Greatsealcal100Salaries for judges in California are "prescribed" by the legislature via constitutional mandate. In Sturgeon v. County of Los Angeles (October 10, 2008) the Court of Appeal (Fourth Appellate District, Division One) all but declared unlawful a substantial benefits package provided by Los Angeles county to its superior court judges. The Court of Appeal reversed a summary judgment granted to Los Angeles county in a taxpayer suit challenging the payments by Los Angeles county. The Court summarized the conclusion:

Section 19, article VI of the California Constitution requires that the Legislature "prescribe compensation for judges of courts of record." The duty to prescribe judicial compensation is not delegable. Thus the practice of the County of Los Angeles (the county) of providing Los Angeles County superior court judges with employment benefits, in addition to the compensation prescribed by the Legislature, is not permissible. Accordingly, we must reverse an order granting summary judgment in favor of the county in an action brought by a taxpayer who challenged the validity of the benefits the county provides to its superior court judges.

(Slip op., at pp. 1-2.) The benefits in question are not insubstantial:

In sum, in addition to the salary, benefits and retirement prescribed by the Legislature, in fiscal year 2007 each superior court judge in Los Angeles was eligible to receive $46,436 in benefits from the county.
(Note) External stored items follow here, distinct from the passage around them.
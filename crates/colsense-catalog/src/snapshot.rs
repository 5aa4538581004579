//! Immutable catalog snapshots.

use std::collections::BTreeSet;
use std::sync::Arc;

use colsense_model::{CatalogDocument, RuleProvenance};
use serde::Serialize;

use crate::rule::PatternRule;

/// Which rules an export includes.
#[derive(Debug, Clone, Copy, Default, PartialEq, Eq)]
pub enum ExportScope {
    /// Every rule, built-in and custom.
    #[default]
    All,
    /// Only rules added through `add_custom_pattern`.
    CustomOnly,
}

impl ExportScope {
    fn includes(self, rule: &PatternRule) -> bool {
        match self {
            Self::All => true,
            Self::CustomOnly => rule.provenance() == RuleProvenance::Custom,
        }
    }
}

/// Overview of a catalog's contents.
#[derive(Debug, Clone, PartialEq, Serialize)]
pub struct CatalogSummary {
    pub total_patterns: usize,
    /// Type keys in catalog order.
    pub pattern_types: Vec<String>,
    /// Distinct validation strategies in use, sorted.
    pub validation_types: Vec<String>,
    pub builtin_count: usize,
    pub custom_count: usize,
    pub generation: u64,
}

/// A fully loaded rule set as of one point in time.
///
/// Snapshots never change; catalog mutations publish a new one.
#[derive(Debug, Clone, Default)]
pub struct CatalogSnapshot {
    rules: Vec<Arc<PatternRule>>,
    generation: u64,
}

impl CatalogSnapshot {
    pub(crate) fn new(rules: Vec<Arc<PatternRule>>, generation: u64) -> Self {
        Self { rules, generation }
    }

    /// Rules in catalog order.
    pub fn rules(&self) -> &[Arc<PatternRule>] {
        &self.rules
    }

    pub fn get(&self, type_key: &str) -> Option<&Arc<PatternRule>> {
        self.rules.iter().find(|rule| rule.type_key() == type_key)
    }

    pub fn contains(&self, type_key: &str) -> bool {
        self.get(type_key).is_some()
    }

    pub(crate) fn position(&self, type_key: &str) -> Option<usize> {
        self.rules.iter().position(|rule| rule.type_key() == type_key)
    }

    pub fn len(&self) -> usize {
        self.rules.len()
    }

    pub fn is_empty(&self) -> bool {
        self.rules.is_empty()
    }

    /// Increases by one with every published mutation.
    pub fn generation(&self) -> u64 {
        self.generation
    }

    pub fn summary(&self) -> CatalogSummary {
        let validation_types: BTreeSet<&str> = self
            .rules
            .iter()
            .map(|rule| rule.validation_kind())
            .collect();
        let custom_count = self
            .rules
            .iter()
            .filter(|rule| rule.provenance() == RuleProvenance::Custom)
            .count();
        CatalogSummary {
            total_patterns: self.rules.len(),
            pattern_types: self
                .rules
                .iter()
                .map(|rule| rule.type_key().to_string())
                .collect(),
            validation_types: validation_types.into_iter().map(str::to_string).collect(),
            builtin_count: self.rules.len() - custom_count,
            custom_count,
            generation: self.generation,
        }
    }

    /// Serializable document in the same shape `load` accepts.
    pub fn to_document(&self, scope: ExportScope) -> serde_json::Result<CatalogDocument> {
        CatalogDocument::from_definitions(
            self.rules
                .iter()
                .filter(|rule| scope.includes(rule))
                .map(|rule| (rule.type_key(), rule.definition())),
        )
    }
}
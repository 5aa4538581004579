//! Atomic file writes for catalog export.

use std::fs;
use std::io::{self, Write};
use std::path::Path;

use tempfile::NamedTempFile;

/// Writes `bytes` to `path` via a uniquely named sibling temp file and a
/// rename, so the destination is either left untouched or fully replaced.
/// The temp file is removed when any step fails.
pub(crate) fn write_atomic(path: &Path, bytes: &[u8]) -> io::Result<()> {
    let parent = match path.parent() {
        Some(parent) if !parent.as_os_str().is_empty() => parent,
        _ => Path::new("."),
    };
    fs::create_dir_all(parent)?;

    let mut temp = NamedTempFile::new_in(parent)?;
    temp.write_all(bytes)?;
    temp.as_file().sync_all()?;
    temp.persist(path).map_err(|err| err.error)?;
    Ok(())
}
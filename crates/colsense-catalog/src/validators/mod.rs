//! Value validation strategies and their registry.
//!
//! A rule's `validation.type` names a strategy. The strategy's builder turns
//! the rule's parameters into a [`ValueValidator`] once, when the rule is
//! loaded; classification then only calls [`ValueValidator::is_valid`].
//!
//! # Built-in strategies
//!
//! | Name | Parameters |
//! |------|------------|
//! | `regex` | `pattern` (required, search semantics) |
//! | `numeric` | none |
//! | `numeric_range` | `min`, `max` (optional, inclusive) |
//! | `date_format` | `formats` (optional ordered list of chrono formats) |
//! | `text_format` | `min_length`, `max_length`, `allowed_chars` |
//! | `boolean_like` | `accepted` (optional token list) |
//!
//! New strategies are added with [`ValidatorRegistry::register`]; nothing in
//! the classifier changes.

mod boolean;
mod date;
mod numeric;
mod pattern;
mod text;

use std::collections::BTreeMap;
use std::fmt;
use std::sync::{Arc, OnceLock};

use serde::de::DeserializeOwned;
use serde_json::{Map, Value};

pub use boolean::{BooleanLikeValidator, DEFAULT_BOOLEAN_TOKENS};
pub use date::{DEFAULT_DATE_FORMATS, DateFormatValidator};
pub use numeric::{NumericRangeValidator, NumericValidator, parse_number};
pub use pattern::RegexValidator;
pub use text::{DEFAULT_ALLOWED_CHARS, TextFormatValidator};

/// A compiled, pure check of a single stringified value.
///
/// Implementations must never panic on malformed input: a value that cannot
/// be interpreted is simply invalid.
pub trait ValueValidator: Send + Sync + fmt::Debug {
    /// Strategy name this validator was built from.
    fn kind(&self) -> &'static str;

    fn is_valid(&self, value: &str) -> bool;
}

/// Builds a validator from a rule's strategy parameters.
///
/// Returns a human-readable message when the parameters are unusable.
pub type ValidatorBuilder = fn(&Map<String, Value>) -> Result<Arc<dyn ValueValidator>, String>;

/// Registry of validation strategies indexed by name.
#[derive(Debug, Clone)]
pub struct ValidatorRegistry {
    builders: BTreeMap<&'static str, ValidatorBuilder>,
}

impl ValidatorRegistry {
    /// A registry with no strategies.
    pub fn empty() -> Self {
        Self {
            builders: BTreeMap::new(),
        }
    }

    /// A registry holding the six built-in strategies.
    pub fn with_builtin_strategies() -> Self {
        let mut registry = Self::empty();
        registry.register(pattern::KIND, pattern::build);
        registry.register(numeric::NUMERIC_KIND, numeric::build_numeric);
        registry.register(numeric::RANGE_KIND, numeric::build_range);
        registry.register(date::KIND, date::build);
        registry.register(text::KIND, text::build);
        registry.register(boolean::KIND, boolean::build);
        registry
    }

    /// Registers a strategy, replacing any previous one with the same name.
    pub fn register(&mut self, kind: &'static str, builder: ValidatorBuilder) {
        self.builders.insert(kind, builder);
    }

    pub fn contains(&self, kind: &str) -> bool {
        self.builders.contains_key(kind)
    }

    /// Registered strategy names, sorted.
    pub fn kinds(&self) -> impl Iterator<Item = &'static str> + '_ {
        self.builders.keys().copied()
    }

    /// Resolves a strategy by name and compiles its parameters.
    pub fn build(
        &self,
        kind: &str,
        params: &Map<String, Value>,
    ) -> Result<Arc<dyn ValueValidator>, String> {
        let Some(builder) = self.builders.get(kind) else {
            let known: Vec<&str> = self.kinds().collect();
            return Err(format!(
                "unknown validation type '{kind}' (expected one of: {})",
                known.join(", ")
            ));
        };
        builder(params).map_err(|message| format!("invalid '{kind}' parameters: {message}"))
    }
}

impl Default for ValidatorRegistry {
    fn default() -> Self {
        Self::with_builtin_strategies()
    }
}

static DEFAULT_REGISTRY: OnceLock<Arc<ValidatorRegistry>> = OnceLock::new();

/// Shared registry with the built-in strategies.
pub fn default_registry() -> Arc<ValidatorRegistry> {
    Arc::clone(DEFAULT_REGISTRY.get_or_init(|| Arc::new(ValidatorRegistry::default())))
}

/// Decodes strategy parameters into a typed struct.
pub fn decode_params<T: DeserializeOwned>(params: &Map<String, Value>) -> Result<T, String> {
    serde_json::from_value(Value::Object(params.clone())).map_err(|e| e.to_string())
}
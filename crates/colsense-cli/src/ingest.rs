//! CSV table samples.
//!
//! A profiled table is a CSV extract: the header row names the columns and
//! the first N data rows are the value sample. All rows are counted so the
//! report can show the table size.

use std::path::Path;

use anyhow::{Context, Result};
use colsense_model::{ColumnSample, SampleValue};
use tracing::debug;

/// Header plus the first rows of one table.
#[derive(Debug, Clone, PartialEq)]
pub struct TableSample {
    /// Table name, taken from the file stem.
    pub name: String,
    pub columns: Vec<String>,
    /// Sampled rows, each padded or cut to the column count.
    pub rows: Vec<Vec<SampleValue>>,
    /// Number of data rows in the whole file.
    pub row_count: usize,
}

impl TableSample {
    /// The sample split by column, in header order.
    pub fn column_samples(&self) -> Vec<ColumnSample> {
        self.columns
            .iter()
            .enumerate()
            .map(|(idx, name)| ColumnSample {
                name: name.clone(),
                values: self
                    .rows
                    .iter()
                    .map(|row| row.get(idx).cloned().unwrap_or(SampleValue::Null))
                    .collect(),
            })
            .collect()
    }
}

/// Reads the header and up to `sample_size` data rows of a CSV file.
///
/// Empty cells become [`SampleValue::Null`]; everything else is kept as text.
pub fn read_csv_sample(path: &Path, sample_size: usize) -> Result<TableSample> {
    let mut reader = csv::ReaderBuilder::new()
        .has_headers(true)
        .flexible(true)
        .from_path(path)
        .with_context(|| format!("open {}", path.display()))?;

    let columns: Vec<String> = reader
        .headers()
        .with_context(|| format!("read header of {}", path.display()))?
        .iter()
        .map(|name| name.trim().to_string())
        .collect();

    let mut rows = Vec::with_capacity(sample_size);
    let mut row_count = 0usize;
    for record in reader.records() {
        let record = record
            .with_context(|| format!("read row {} of {}", row_count + 1, path.display()))?;
        row_count += 1;
        if rows.len() < sample_size {
            rows.push(
                (0..columns.len())
                    .map(|idx| cell_value(record.get(idx)))
                    .collect(),
            );
        }
    }

    let name = path
        .file_stem()
        .map(|stem| stem.to_string_lossy().into_owned())
        .unwrap_or_else(|| path.display().to_string());
    debug!(
        table = %name,
        columns = columns.len(),
        rows = row_count,
        sampled = rows.len(),
        "read csv sample"
    );
    Ok(TableSample {
        name,
        columns,
        rows,
        row_count,
    })
}

fn cell_value(cell: Option<&str>) -> SampleValue {
    match cell {
        Some(text) if !text.trim().is_empty() => SampleValue::from(text),
        _ => SampleValue::Null,
    }
}

#[cfg(test)]
mod tests {
    use std::fs;

    use super::*;

    #[test]
    fn samples_first_rows_and_counts_all() {
        let dir = tempfile::tempdir().unwrap();
        let path = dir.path().join("customers.csv");
        fs::write(
            &path,
            "customer_id,email\n1,a@b.com\n2,\n3,c@d.org\n4,e@f.net\n",
        )
        .unwrap();

        let table = read_csv_sample(&path, 2).unwrap();

        assert_eq!(table.name, "customers");
        assert_eq!(table.columns, vec!["customer_id", "email"]);
        assert_eq!(table.row_count, 4);
        assert_eq!(
            table.rows,
            vec![
                vec![SampleValue::from("1"), SampleValue::from("a@b.com")],
                vec![SampleValue::from("2"), SampleValue::Null],
            ]
        );
    }

    #[test]
    fn short_rows_are_padded_with_nulls() {
        let dir = tempfile::tempdir().unwrap();
        let path = dir.path().join("orders.csv");
        fs::write(&path, "order_id,total,notes\n10,5.50\n").unwrap();

        let table = read_csv_sample(&path, 5).unwrap();
        let columns = table.column_samples();

        assert_eq!(columns.len(), 3);
        assert_eq!(columns[2].name, "notes");
        assert_eq!(columns[2].values, vec![SampleValue::Null]);
        assert_eq!(columns[1].values, vec![SampleValue::from("5.50")]);
    }

    #[test]
    fn missing_file_is_an_error() {
        let dir = tempfile::tempdir().unwrap();
        let err = read_csv_sample(&dir.path().join("nope.csv"), 5).unwrap_err();
        assert!(err.to_string().contains("nope.csv"));
    }
}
This amount represented approximately 27 percent of their prescribed salary and cost the county approximately $21 million in fiscal 2007.

(Slip op., at p. 3.)  On December 23, 2008, the California Supreme Court declined to review the decision.  Based on the analysis in the opinion, it seems unlikely that the result will be anything but a ruling that Los Angeles must terminate the benefits package.

While the outcome may be constitutionally correct, the result is not ideal.  It is already difficult enough to entice qualified candidates to leave behind lucrative private practice for the often thankless work of the judiciary.  A loss of over $45,000 in benefits won't help.  As maxims go, "you get what you pay for" is one of the habitually accurate ones.  How many judges on the fence will now hit the eject button for the greener pastures of private mediation and arbitration?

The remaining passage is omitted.